Measures the angle between two vectors, ignoring magnitude.

Reference Card: cosine_similarity

Component Details
Function sklearn.metrics.pairwise.cosine_similarity()
Purpose Measure similarity between vectors (1 = identical, 0 = orthogonal, -1 = opposite)
Input Two arrays of shape (n_samples, n_features)
Use Case Compare embeddings to find semantically similar texts

Code Snippet: Computing and Comparing Embeddings

from sentence_transformers import SentenceTransformer
from sklearn.metrics.pairwise import cosine_similarity

model = SentenceTransformer('all-MiniLM-L6-v2')

# Clinical documents
docs = [
    "Patient presents with chest pain and shortness of breath",
    "Lab results show elevated troponin levels",
    "Patient reports headache and nausea",
]

embeddings = model.encode(docs)

# Find most similar to a query
query_emb = model.encode(["cardiac symptoms"])
similarities = cosine_similarity(query_emb, embeddings)[0]

for doc, sim in sorted(zip(docs, similarities), key=lambda x: -x[1]):
    print(f"{sim:.3f}  {doc}")

Vector Databases

Stores and indexes embedding vectors for fast similarity search at scale.

Reference Card: Vector Database Options

Database Type Strengths
ChromaDB In-memory/persistent Simple API, good for prototyping
FAISS (Facebook AI Similarity Search) In-memory Fast, scalable, from Meta AI
Pinecone Cloud service Managed, production-ready
Weaviate Self-hosted/cloud Full-text + vector search
pgvector PostgreSQL extension Integrate with existing DB

Code Snippet: Vector Database with ChromaDB

import chromadb

client = chromadb.Client()
collection = client.create_collection("clinical_notes")

# Add documents (ChromaDB handles embedding automatically)
collection.add(
    documents=["Patient has type 2 diabetes", "Elevated troponin, chest pain"],
    ids=["note1", "note2"]
)

# Query by semantic similarity
results = collection.query(query_texts=["cardiac symptoms"], n_results=1)
print(results["documents"])  # [['Elevated troponin, chest pain']]

General Models → Getting the Details Right

LLMs are general-purpose — the same model translates, summarizes, classifies, writes code, and reasons. No custom pipeline needed per task. Open-source and open-weight models (Llama, Mistral, DeepSeek) now match or exceed what was state-of-the-art just a year ago — models that would cost millions to train from scratch are freely available as starting points. The practical question isn’t “how do I build a model?” but “how do I get an existing model to do what I need?”

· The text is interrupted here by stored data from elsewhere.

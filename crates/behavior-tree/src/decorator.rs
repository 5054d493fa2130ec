//! Decorator behavior nodes.
//!
//! Decorators wrap a single child behavior and modify its result or execution.
//! `Running` always passes through unchanged.

use crate::Status;
use crate::tree::{NodeId, Tree};

#[derive(Debug, Clone, Copy, PartialEq, Eq, Hash)]
pub enum Decorator {
    /// Swaps `Success` and `Failure`.
    ///
    /// This is analogous to a logical NOT (!) operation.
    Inverter,

    /// Turns `Failure` into `Success`.
    ///
    /// This is useful for:
    /// - Optional behaviors that shouldn't cause a sequence to fail
    /// - Error suppression in non-critical paths
    AlwaysSucceed,

    /// Turns `Success` into `Failure`.
    AlwaysFail,

    /// Re-ticks a failing child within the same tick, up to `attempts` times
    /// in total. Fails once every attempt failed.
    Retry { attempts: u32 },
}

impl Decorator {
    pub fn name(self) -> &'static str {
        match self {
            Decorator::Inverter => "Inverter",
            Decorator::AlwaysSucceed => "AlwaysSucceed",
            Decorator::AlwaysFail => "AlwaysFail",
            Decorator::Retry { .. } => "Retry",
        }
    }

    pub(crate) fn tick<C>(self, tree: &mut Tree<C>, child: NodeId, ctx: &mut C) -> Status {
        match self {
            Decorator::Inverter => tree.tick_node(child, ctx).invert(),
            Decorator::AlwaysSucceed => match tree.tick_node(child, ctx) {
                Status::Running => Status::Running,
                _ => Status::Success,
            },
            Decorator::AlwaysFail => match tree.tick_node(child, ctx) {
                Status::Running => Status::Running,
                _ => Status::Failure,
            },
            Decorator::Retry { attempts } => {
                for _ in 0..attempts {
                    let status = tree.tick_node(child, ctx);
                    if status != Status::Failure {
                        return status;
                    }
                }
                Status::Failure
            }
        }
    }
}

Two approaches to go from a general model to your specific task:

Approach When to Use Effort Cost
Prompting (recommended default) Most tasks; fast iteration Minutes to test Lower
Fine-tuning (specialized cases) Specialized vocabulary, domain patterns Days–weeks Higher

Fine-Tuning

Continue training a pre-trained model on your domain data. Save it for specialized vocabulary or patterns (e.g., pathology report terminology) where you have hundreds+ labeled examples.

Reference Card: Trainer

Component Details
Signature Trainer(model, args, train_dataset, eval_dataset=None, data_collator=None)
Purpose High-level training loop that handles batching, optimization, logging, and checkpointing for fine-tuning pre-trained models.
Parameters model: A pre-trained AutoModel instance (e.g., GPT2LMHeadModel).
args (TrainingArguments): Configures output dir, epochs, batch size, learning rate, etc.
train_dataset (Dataset): Tokenized training data in Hugging Face Dataset format.
eval_dataset (Dataset, optional): Evaluation data for metrics during training.
Returns TrainOutput with training loss and metrics. Call trainer.train() to start.

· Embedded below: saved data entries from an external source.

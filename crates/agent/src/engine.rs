//! Topology resolution and the per-tick decision engine.
//!
//! Resolution walks the main tree of a [`Topology`], inlining subtrees, and
//! checks every node name, port and blackboard key against a
//! [`NodeCatalog`]. The result is a [`Blueprint`]: a tree with every leaf
//! factory and port binding already looked up. Instantiating a blueprint
//! cannot fail, so a new tree can be built whenever the match constants
//! change without re-validating.

use std::collections::{BTreeMap, BTreeSet};
use std::path::Path;

use behavior_tree::{Composite, Decorator, NodeId, Status, Tree, TreeBuilder};
use game_content::{NodeSpec, PortBinding, Topology, TopologyLoader};
use game_core::{UnitId, Vec2};
use tracing::{info, trace, warn};

use crate::blackboard::{Blackboard, PortType, PortValue, SlotId};
use crate::catalog::{NodeCatalog, NodeEntry, PortDirection, PortMap, PortSpec};
use crate::context::TickContext;
use crate::error::{AgentError, TopologyError};

#[derive(Debug, Clone)]
enum Resolved {
    Composite(Composite, Vec<Resolved>),
    Decorator(Decorator, Box<Resolved>),
    Leaf { entry: NodeEntry, ports: PortMap },
}

/// A topology validated against a node catalog.
#[derive(Debug, Clone)]
pub struct Blueprint {
    main_tree: String,
    root: Resolved,
    slots: Vec<(String, PortType)>,
    leaves: usize,
}

impl Blueprint {
    /// Resolves `topology` against `catalog`.
    ///
    /// Only trees reachable from the main tree are resolved. Each subtree
    /// reference gets its own copy of the subtree's nodes.
    pub fn resolve(topology: &Topology, catalog: &NodeCatalog) -> Result<Self, TopologyError> {
        let main_tree = topology.main_tree.as_str();
        let main = topology
            .main()
            .ok_or_else(|| TopologyError::MissingMainTree(topology.main_tree.clone()))?;

        let mut resolver = Resolver {
            topology,
            catalog,
            slots: Vec::new(),
            stack: vec![main_tree],
            visited: BTreeSet::from([main_tree]),
            leaves: 0,
        };
        let root = resolver.node(main_tree, main)?;

        for name in topology.trees.keys() {
            if !resolver.visited.contains(name.as_str()) {
                warn!(tree = %name, "tree is never referenced from the main tree");
            }
        }

        Ok(Self {
            main_tree: topology.main_tree.clone(),
            root,
            slots: resolver.slots,
            leaves: resolver.leaves,
        })
    }

    /// Loads a RON topology from `path` and resolves it.
    pub fn load(path: &Path, catalog: &NodeCatalog) -> crate::Result<Self> {
        let topology = TopologyLoader::load(path).map_err(AgentError::Load)?;
        let blueprint = Self::resolve(&topology, catalog)?;
        info!(
            path = %path.display(),
            main_tree = %blueprint.main_tree,
            leaves = blueprint.leaves,
            keys = blueprint.slots.len(),
            "Behavior topology loaded"
        );
        Ok(blueprint)
    }

    pub fn main_tree(&self) -> &str {
        &self.main_tree
    }

    /// Number of leaves after subtree expansion.
    pub fn leaf_count(&self) -> usize {
        self.leaves
    }

    /// Blackboard keys with their inferred types, in slot order.
    pub fn slots(&self) -> impl Iterator<Item = (&str, PortType)> + '_ {
        self.slots.iter().map(|(name, ty)| (name.as_str(), *ty))
    }

    /// An empty blackboard with one slot per key.
    pub fn blackboard(&self) -> Blackboard {
        Blackboard::with_slots(self.slots())
    }

    /// Builds a fresh tree with idle nodes.
    pub fn instantiate(&self) -> Tree<TickContext> {
        let mut builder = TreeBuilder::new();
        let root = build(&mut builder, &self.root);
        builder.build(root)
    }
}

fn build(builder: &mut TreeBuilder<TickContext>, node: &Resolved) -> NodeId {
    match node {
        Resolved::Composite(kind, children) => {
            let ids: Vec<NodeId> = children.iter().map(|c| build(builder, c)).collect();
            builder.composite(*kind, ids)
        }
        Resolved::Decorator(kind, child) => {
            let id = build(builder, child);
            builder.decorator(*kind, id)
        }
        Resolved::Leaf { entry, ports } => builder.boxed_leaf(entry.name, entry.instantiate(ports)),
    }
}

struct Resolver<'a> {
    topology: &'a Topology,
    catalog: &'a NodeCatalog,
    slots: Vec<(String, PortType)>,
    /// Subtrees currently being expanded, outermost first.
    stack: Vec<&'a str>,
    visited: BTreeSet<&'a str>,
    leaves: usize,
}

impl<'a> Resolver<'a> {
    fn node(&mut self, tree: &'a str, spec: &'a NodeSpec) -> Result<Resolved, TopologyError> {
        match spec {
            NodeSpec::Sequence(children) => self.composite(tree, spec, Composite::Sequence, children),
            NodeSpec::Fallback(children) => self.composite(tree, spec, Composite::Selector, children),
            NodeSpec::Inverter(child) => self.decorator(tree, Decorator::Inverter, child),
            NodeSpec::ForceSuccess(child) => self.decorator(tree, Decorator::AlwaysSucceed, child),
            NodeSpec::ForceFailure(child) => self.decorator(tree, Decorator::AlwaysFail, child),
            NodeSpec::Retry { attempts, child } => {
                if *attempts == 0 {
                    return Err(TopologyError::ZeroRetryAttempts {
                        tree: tree.to_owned(),
                    });
                }
                self.decorator(tree, Decorator::Retry { attempts: *attempts }, child)
            }
            NodeSpec::SubTree(name) => self.subtree(name),
            NodeSpec::Action { name, ports } => self.action(tree, name, ports),
        }
    }

    fn composite(
        &mut self,
        tree: &'a str,
        spec: &NodeSpec,
        kind: Composite,
        children: &'a [NodeSpec],
    ) -> Result<Resolved, TopologyError> {
        if children.is_empty() {
            return Err(TopologyError::EmptyComposite {
                tree: tree.to_owned(),
                kind: spec.kind(),
            });
        }
        let children = children
            .iter()
            .map(|child| self.node(tree, child))
            .collect::<Result<Vec<_>, _>>()?;
        Ok(Resolved::Composite(kind, children))
    }

    fn decorator(
        &mut self,
        tree: &'a str,
        kind: Decorator,
        child: &'a NodeSpec,
    ) -> Result<Resolved, TopologyError> {
        let child = self.node(tree, child)?;
        Ok(Resolved::Decorator(kind, Box::new(child)))
    }

    fn subtree(&mut self, name: &'a str) -> Result<Resolved, TopologyError> {
        let (name, spec) = self
            .topology
            .trees
            .get_key_value(name)
            .ok_or_else(|| TopologyError::UnknownSubTree(name.to_owned()))?;
        let name = name.as_str();
        if self.stack.contains(&name) {
            return Err(TopologyError::RecursiveSubTree(name.to_owned()));
        }

        trace!(subtree = name, "expanding");
        self.stack.push(name);
        self.visited.insert(name);
        let resolved = self.node(name, spec);
        self.stack.pop();
        resolved
    }

    fn action(
        &mut self,
        tree: &str,
        name: &str,
        bindings: &BTreeMap<String, PortBinding>,
    ) -> Result<Resolved, TopologyError> {
        let entry = *self
            .catalog
            .get(name)
            .ok_or_else(|| TopologyError::UnknownNode {
                tree: tree.to_owned(),
                node: name.to_owned(),
            })?;

        let mut ports = PortMap::new();
        for (port, binding) in bindings {
            let spec = *entry.port(port).ok_or_else(|| TopologyError::UnknownPort {
                node: name.to_owned(),
                port: port.clone(),
            })?;

            match binding {
                PortBinding::Key(key) => {
                    let slot = self.slot(key, spec.port_type)?;
                    ports.bind_entry(spec.name, slot);
                }
                PortBinding::Vec2(x, y) => {
                    let value = PortValue::Vec2(Vec2::new(*x, *y));
                    check_literal(name, &spec, value)?;
                    ports.bind_literal(spec.name, value);
                }
                PortBinding::Id(id) => {
                    let value = PortValue::Id(UnitId(*id));
                    check_literal(name, &spec, value)?;
                    ports.bind_literal(spec.name, value);
                }
            }
        }

        self.leaves += 1;
        Ok(Resolved::Leaf { entry, ports })
    }

    /// Finds or creates the slot for `key`, fixing its type on first use.
    fn slot(&mut self, key: &str, port_type: PortType) -> Result<SlotId, TopologyError> {
        if let Some(index) = self.slots.iter().position(|(name, _)| name == key) {
            let first = self.slots[index].1;
            if first != port_type {
                return Err(TopologyError::KeyTypeMismatch {
                    key: key.to_owned(),
                    first,
                    second: port_type,
                });
            }
            return Ok(SlotId(index));
        }

        self.slots.push((key.to_owned(), port_type));
        Ok(SlotId(self.slots.len() - 1))
    }
}

fn check_literal(node: &str, spec: &PortSpec, value: PortValue) -> Result<(), TopologyError> {
    if spec.direction == PortDirection::Output {
        return Err(TopologyError::OutputBoundToLiteral {
            node: node.to_owned(),
            port: spec.name.to_owned(),
        });
    }
    if value.port_type() != spec.port_type {
        return Err(TopologyError::LiteralTypeMismatch {
            node: node.to_owned(),
            port: spec.name.to_owned(),
            expected: spec.port_type,
            found: value.port_type(),
        });
    }
    Ok(())
}

/// Engine state. A tick always runs to completion, so callers only ever
/// observe `Idle`.
#[derive(Debug, Clone, Copy, PartialEq, Eq, strum::Display)]
pub enum EngineState {
    Idle,
    Ticking,
}

/// Evaluates a resolved tree once per tick.
pub struct DecisionEngine {
    tree: Tree<TickContext>,
    state: EngineState,
}

impl DecisionEngine {
    pub fn new(blueprint: &Blueprint) -> Self {
        Self {
            tree: blueprint.instantiate(),
            state: EngineState::Idle,
        }
    }

    pub fn state(&self) -> EngineState {
        self.state
    }

    /// Evaluates the tree from the root and returns the root outcome.
    pub fn tick(&mut self, ctx: &mut TickContext) -> Status {
        self.state = EngineState::Ticking;
        let status = self.tree.tick(ctx);
        self.state = EngineState::Idle;
        trace!(?status, "root");
        status
    }

    /// Interrupts every running node.
    pub fn halt(&mut self) {
        self.tree.halt();
    }
}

Code Snippet: Fine-Tuning a GPT

from transformers import GPT2Tokenizer, GPT2LMHeadModel, Trainer, TrainingArguments
from datasets import Dataset

tokenizer = GPT2Tokenizer.from_pretrained('gpt2')
tokenizer.pad_token = tokenizer.eos_token
model = GPT2LMHeadModel.from_pretrained('gpt2')

# Tokenize and wrap in a Dataset (Trainer requires this format)
texts = ["Clinical notes about diabetes management", "More clinical text about hypertension"]
tokenized = tokenizer(texts, padding=True, truncation=True, return_tensors="pt")
tokenized["labels"] = tokenized["input_ids"].clone()
dataset = Dataset.from_dict({k: v.tolist() for k, v in tokenized.items()})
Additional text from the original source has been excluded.